Items from a dataset
==============================

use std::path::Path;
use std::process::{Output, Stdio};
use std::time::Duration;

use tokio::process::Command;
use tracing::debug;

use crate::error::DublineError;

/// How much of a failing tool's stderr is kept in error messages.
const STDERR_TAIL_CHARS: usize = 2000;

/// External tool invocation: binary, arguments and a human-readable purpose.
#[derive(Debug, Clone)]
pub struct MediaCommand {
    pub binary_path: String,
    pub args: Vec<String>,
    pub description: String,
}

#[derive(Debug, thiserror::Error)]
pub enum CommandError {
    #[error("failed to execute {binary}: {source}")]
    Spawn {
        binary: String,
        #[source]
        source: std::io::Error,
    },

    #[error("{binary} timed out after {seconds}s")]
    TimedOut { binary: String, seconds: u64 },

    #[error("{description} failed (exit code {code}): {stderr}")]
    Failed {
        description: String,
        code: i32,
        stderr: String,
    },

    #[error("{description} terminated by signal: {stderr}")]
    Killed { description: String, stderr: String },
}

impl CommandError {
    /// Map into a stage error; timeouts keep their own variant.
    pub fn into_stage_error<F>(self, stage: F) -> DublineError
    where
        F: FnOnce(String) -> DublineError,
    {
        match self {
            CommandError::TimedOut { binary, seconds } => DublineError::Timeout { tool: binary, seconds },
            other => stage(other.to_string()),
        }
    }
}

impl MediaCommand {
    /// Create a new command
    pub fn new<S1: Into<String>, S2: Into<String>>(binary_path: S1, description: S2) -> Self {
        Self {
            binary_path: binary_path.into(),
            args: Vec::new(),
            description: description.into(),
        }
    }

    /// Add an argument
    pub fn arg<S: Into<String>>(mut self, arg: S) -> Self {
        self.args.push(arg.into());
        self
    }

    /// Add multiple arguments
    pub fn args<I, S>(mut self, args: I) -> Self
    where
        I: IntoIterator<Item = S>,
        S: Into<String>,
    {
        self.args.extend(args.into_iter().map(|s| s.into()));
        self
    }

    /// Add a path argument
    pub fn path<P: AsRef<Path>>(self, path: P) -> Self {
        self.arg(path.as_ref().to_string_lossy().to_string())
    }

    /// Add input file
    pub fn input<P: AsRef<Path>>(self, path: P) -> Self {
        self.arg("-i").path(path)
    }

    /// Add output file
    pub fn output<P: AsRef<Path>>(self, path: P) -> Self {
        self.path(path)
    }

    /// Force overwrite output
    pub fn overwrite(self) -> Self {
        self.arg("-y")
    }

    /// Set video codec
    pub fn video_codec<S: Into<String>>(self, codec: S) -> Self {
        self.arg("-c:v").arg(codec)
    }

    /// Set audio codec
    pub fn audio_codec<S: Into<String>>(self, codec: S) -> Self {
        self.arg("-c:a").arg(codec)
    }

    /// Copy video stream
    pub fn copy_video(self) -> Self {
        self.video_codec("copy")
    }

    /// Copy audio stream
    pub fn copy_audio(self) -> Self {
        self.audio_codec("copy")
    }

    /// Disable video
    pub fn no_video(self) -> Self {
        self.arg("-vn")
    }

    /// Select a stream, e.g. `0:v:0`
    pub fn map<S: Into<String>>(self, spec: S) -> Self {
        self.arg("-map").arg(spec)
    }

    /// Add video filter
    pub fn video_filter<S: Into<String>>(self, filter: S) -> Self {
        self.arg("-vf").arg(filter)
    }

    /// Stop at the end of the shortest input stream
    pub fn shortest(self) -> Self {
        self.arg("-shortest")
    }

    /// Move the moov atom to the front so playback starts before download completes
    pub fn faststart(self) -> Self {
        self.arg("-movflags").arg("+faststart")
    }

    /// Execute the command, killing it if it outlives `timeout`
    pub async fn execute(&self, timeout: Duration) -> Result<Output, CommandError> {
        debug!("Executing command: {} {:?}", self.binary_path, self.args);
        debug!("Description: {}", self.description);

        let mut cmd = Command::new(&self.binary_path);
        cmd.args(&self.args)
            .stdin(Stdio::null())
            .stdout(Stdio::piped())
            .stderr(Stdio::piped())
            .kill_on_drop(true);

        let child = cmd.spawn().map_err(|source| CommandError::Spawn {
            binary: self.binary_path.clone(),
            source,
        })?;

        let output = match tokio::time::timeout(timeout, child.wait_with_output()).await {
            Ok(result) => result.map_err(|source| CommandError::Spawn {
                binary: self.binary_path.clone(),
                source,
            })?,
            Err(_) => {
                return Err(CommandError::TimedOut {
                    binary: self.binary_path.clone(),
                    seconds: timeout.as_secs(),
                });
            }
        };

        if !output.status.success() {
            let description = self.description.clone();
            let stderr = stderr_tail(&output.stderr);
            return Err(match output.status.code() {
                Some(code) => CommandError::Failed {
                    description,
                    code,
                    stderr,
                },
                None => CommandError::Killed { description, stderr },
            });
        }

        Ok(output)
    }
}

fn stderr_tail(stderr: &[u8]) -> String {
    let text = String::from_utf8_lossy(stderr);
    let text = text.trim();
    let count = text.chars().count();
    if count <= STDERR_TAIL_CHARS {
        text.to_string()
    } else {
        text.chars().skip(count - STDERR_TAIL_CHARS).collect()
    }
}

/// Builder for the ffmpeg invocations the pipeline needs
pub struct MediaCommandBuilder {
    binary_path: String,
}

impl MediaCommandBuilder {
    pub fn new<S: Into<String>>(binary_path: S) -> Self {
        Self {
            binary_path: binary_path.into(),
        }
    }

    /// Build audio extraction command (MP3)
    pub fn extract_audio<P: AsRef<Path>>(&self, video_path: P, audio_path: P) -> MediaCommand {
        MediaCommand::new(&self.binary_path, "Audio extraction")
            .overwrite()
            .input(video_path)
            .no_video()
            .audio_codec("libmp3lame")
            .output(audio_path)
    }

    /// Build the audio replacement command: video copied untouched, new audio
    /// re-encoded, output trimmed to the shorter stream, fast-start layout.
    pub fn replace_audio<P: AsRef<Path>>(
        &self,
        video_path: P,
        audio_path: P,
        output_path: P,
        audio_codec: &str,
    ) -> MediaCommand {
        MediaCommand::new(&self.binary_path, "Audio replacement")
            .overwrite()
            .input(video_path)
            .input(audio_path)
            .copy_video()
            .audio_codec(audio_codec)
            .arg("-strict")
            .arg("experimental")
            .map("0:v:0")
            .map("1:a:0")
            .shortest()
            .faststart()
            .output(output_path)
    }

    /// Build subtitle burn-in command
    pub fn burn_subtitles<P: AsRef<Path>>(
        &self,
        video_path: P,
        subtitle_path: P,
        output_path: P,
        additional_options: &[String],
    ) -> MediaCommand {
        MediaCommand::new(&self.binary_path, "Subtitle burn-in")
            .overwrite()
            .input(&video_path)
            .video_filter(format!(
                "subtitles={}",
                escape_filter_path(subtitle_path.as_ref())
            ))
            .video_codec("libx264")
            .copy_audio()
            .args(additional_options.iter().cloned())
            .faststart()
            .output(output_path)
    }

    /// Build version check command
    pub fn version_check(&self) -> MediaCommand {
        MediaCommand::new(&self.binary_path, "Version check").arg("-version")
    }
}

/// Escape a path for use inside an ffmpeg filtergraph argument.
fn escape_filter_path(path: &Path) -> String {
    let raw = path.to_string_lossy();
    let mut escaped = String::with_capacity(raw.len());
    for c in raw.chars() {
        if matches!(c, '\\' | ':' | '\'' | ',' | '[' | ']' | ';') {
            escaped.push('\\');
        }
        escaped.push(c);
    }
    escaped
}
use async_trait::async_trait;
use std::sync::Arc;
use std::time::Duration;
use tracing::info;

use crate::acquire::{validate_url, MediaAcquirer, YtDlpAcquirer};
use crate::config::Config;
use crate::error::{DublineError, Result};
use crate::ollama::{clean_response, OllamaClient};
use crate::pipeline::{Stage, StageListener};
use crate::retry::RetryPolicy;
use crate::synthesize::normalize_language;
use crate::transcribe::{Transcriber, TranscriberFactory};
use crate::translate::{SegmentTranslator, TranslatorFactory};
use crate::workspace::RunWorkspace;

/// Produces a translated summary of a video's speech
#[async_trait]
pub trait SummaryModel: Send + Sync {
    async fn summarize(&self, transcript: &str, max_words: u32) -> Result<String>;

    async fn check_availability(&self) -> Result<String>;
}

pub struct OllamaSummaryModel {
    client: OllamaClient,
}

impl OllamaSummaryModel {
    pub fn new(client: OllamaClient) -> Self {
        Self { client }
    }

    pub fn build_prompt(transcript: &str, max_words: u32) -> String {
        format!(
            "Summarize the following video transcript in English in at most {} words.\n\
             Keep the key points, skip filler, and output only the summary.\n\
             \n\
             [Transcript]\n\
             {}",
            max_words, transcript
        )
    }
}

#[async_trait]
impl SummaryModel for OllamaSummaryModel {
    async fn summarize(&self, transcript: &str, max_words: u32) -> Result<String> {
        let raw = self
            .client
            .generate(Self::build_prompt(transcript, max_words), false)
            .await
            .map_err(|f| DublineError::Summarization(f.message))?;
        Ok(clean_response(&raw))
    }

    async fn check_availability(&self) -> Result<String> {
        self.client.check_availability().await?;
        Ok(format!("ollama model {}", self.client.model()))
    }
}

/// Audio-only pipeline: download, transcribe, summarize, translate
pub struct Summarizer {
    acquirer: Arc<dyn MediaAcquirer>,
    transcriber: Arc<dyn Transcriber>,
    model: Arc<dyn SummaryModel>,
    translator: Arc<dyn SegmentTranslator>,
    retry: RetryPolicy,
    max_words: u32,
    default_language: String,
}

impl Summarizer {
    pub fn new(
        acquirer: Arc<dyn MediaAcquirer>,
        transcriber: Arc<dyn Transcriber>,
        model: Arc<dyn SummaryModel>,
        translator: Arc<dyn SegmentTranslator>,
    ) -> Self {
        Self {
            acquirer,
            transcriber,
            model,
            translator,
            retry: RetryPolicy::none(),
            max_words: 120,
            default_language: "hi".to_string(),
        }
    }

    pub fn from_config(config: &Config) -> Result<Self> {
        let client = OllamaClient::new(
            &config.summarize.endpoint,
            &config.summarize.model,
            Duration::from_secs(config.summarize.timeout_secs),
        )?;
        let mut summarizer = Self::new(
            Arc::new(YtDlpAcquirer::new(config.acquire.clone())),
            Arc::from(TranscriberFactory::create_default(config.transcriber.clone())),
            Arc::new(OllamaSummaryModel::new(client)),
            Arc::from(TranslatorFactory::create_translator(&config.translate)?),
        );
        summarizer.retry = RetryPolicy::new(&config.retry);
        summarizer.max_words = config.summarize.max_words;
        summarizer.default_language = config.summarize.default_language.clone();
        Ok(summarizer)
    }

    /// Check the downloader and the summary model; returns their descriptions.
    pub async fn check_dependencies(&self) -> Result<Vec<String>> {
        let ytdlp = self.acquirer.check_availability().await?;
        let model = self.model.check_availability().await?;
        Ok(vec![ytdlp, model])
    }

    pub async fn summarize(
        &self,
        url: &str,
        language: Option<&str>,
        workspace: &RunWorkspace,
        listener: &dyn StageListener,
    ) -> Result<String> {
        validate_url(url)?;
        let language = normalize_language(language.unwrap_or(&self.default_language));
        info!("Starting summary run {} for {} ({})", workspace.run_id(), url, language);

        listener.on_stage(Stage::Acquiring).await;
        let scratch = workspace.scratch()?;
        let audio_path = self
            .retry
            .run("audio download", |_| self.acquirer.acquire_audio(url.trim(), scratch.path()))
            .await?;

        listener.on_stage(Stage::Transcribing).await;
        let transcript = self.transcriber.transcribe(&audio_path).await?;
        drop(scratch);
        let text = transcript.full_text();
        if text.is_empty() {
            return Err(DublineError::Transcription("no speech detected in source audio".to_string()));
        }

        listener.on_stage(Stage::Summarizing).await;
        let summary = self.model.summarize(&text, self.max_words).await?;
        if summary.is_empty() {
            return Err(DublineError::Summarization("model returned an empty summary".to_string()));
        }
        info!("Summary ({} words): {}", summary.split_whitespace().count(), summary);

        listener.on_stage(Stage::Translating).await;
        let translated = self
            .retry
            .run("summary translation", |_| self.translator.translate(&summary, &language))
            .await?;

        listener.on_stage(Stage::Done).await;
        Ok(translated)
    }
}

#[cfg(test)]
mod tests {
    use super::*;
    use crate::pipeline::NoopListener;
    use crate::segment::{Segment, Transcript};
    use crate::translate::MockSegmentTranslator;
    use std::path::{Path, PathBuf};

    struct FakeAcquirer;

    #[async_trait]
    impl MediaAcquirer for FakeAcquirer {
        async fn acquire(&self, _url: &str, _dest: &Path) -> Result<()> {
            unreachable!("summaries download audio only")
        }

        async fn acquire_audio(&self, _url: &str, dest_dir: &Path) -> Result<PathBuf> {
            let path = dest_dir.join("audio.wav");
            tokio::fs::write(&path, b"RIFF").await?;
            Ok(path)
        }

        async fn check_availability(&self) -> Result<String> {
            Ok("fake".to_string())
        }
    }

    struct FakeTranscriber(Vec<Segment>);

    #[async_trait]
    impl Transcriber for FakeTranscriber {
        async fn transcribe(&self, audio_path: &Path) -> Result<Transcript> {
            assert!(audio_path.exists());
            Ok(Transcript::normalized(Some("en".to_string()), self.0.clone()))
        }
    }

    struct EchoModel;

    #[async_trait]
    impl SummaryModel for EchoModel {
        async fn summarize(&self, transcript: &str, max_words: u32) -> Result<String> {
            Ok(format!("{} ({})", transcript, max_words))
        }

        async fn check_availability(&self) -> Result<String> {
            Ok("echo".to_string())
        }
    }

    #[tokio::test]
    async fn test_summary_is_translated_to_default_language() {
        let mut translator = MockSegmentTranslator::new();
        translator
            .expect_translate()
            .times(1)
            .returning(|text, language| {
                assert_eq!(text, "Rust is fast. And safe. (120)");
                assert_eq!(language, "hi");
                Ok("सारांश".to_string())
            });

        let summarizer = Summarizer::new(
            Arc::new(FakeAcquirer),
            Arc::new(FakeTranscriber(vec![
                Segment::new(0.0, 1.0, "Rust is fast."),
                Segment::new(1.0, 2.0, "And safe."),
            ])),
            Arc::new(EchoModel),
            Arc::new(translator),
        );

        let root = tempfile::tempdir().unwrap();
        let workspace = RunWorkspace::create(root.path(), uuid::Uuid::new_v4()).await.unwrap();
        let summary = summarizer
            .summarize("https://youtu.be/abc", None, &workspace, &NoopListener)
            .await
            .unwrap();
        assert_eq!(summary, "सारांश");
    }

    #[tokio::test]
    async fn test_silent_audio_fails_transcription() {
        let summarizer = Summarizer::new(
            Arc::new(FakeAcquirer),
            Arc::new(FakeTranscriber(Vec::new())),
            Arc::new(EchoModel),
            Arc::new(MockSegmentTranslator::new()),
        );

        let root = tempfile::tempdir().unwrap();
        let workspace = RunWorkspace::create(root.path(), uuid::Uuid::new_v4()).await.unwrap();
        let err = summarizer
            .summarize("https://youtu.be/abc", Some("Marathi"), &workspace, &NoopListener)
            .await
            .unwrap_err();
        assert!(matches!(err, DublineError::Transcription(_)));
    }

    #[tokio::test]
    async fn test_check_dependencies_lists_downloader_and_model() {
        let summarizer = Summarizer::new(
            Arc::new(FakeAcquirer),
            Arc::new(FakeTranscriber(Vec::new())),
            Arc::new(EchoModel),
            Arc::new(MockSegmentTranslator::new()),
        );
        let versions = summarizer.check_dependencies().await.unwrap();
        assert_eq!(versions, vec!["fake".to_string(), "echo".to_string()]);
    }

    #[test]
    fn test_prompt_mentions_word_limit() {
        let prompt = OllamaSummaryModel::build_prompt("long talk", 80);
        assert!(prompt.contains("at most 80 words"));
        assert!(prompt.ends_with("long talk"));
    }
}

==============================

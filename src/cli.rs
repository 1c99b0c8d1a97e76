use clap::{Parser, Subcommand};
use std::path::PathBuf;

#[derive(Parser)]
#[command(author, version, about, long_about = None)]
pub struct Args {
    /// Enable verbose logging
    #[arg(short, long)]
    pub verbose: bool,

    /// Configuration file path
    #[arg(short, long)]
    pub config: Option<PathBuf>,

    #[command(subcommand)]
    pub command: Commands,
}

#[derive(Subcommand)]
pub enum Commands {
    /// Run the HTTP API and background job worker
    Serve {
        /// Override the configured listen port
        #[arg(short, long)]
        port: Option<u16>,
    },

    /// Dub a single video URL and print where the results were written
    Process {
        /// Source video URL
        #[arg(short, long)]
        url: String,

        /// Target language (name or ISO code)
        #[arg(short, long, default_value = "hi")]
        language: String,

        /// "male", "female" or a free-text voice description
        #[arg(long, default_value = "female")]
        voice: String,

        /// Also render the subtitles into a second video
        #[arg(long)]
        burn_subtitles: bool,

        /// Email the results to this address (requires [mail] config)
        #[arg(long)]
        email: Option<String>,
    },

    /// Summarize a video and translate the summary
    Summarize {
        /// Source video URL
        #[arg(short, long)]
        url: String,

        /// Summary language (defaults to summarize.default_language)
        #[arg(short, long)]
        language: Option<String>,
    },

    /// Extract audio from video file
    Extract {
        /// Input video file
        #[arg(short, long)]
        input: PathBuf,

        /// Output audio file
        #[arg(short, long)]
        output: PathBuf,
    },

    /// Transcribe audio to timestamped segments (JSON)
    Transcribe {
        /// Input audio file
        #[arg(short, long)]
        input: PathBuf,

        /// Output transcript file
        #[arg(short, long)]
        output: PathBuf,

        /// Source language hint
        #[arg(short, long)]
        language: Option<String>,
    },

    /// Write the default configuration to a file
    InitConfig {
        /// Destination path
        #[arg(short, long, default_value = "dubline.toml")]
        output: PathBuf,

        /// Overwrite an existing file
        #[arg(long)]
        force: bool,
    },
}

==============================

§ REQUIREMENT: Pick out the lines above containing the word "Commands", then copy them.

§ RESULT OF THE TASK:
    pub command: Commands,
pub enum Commands {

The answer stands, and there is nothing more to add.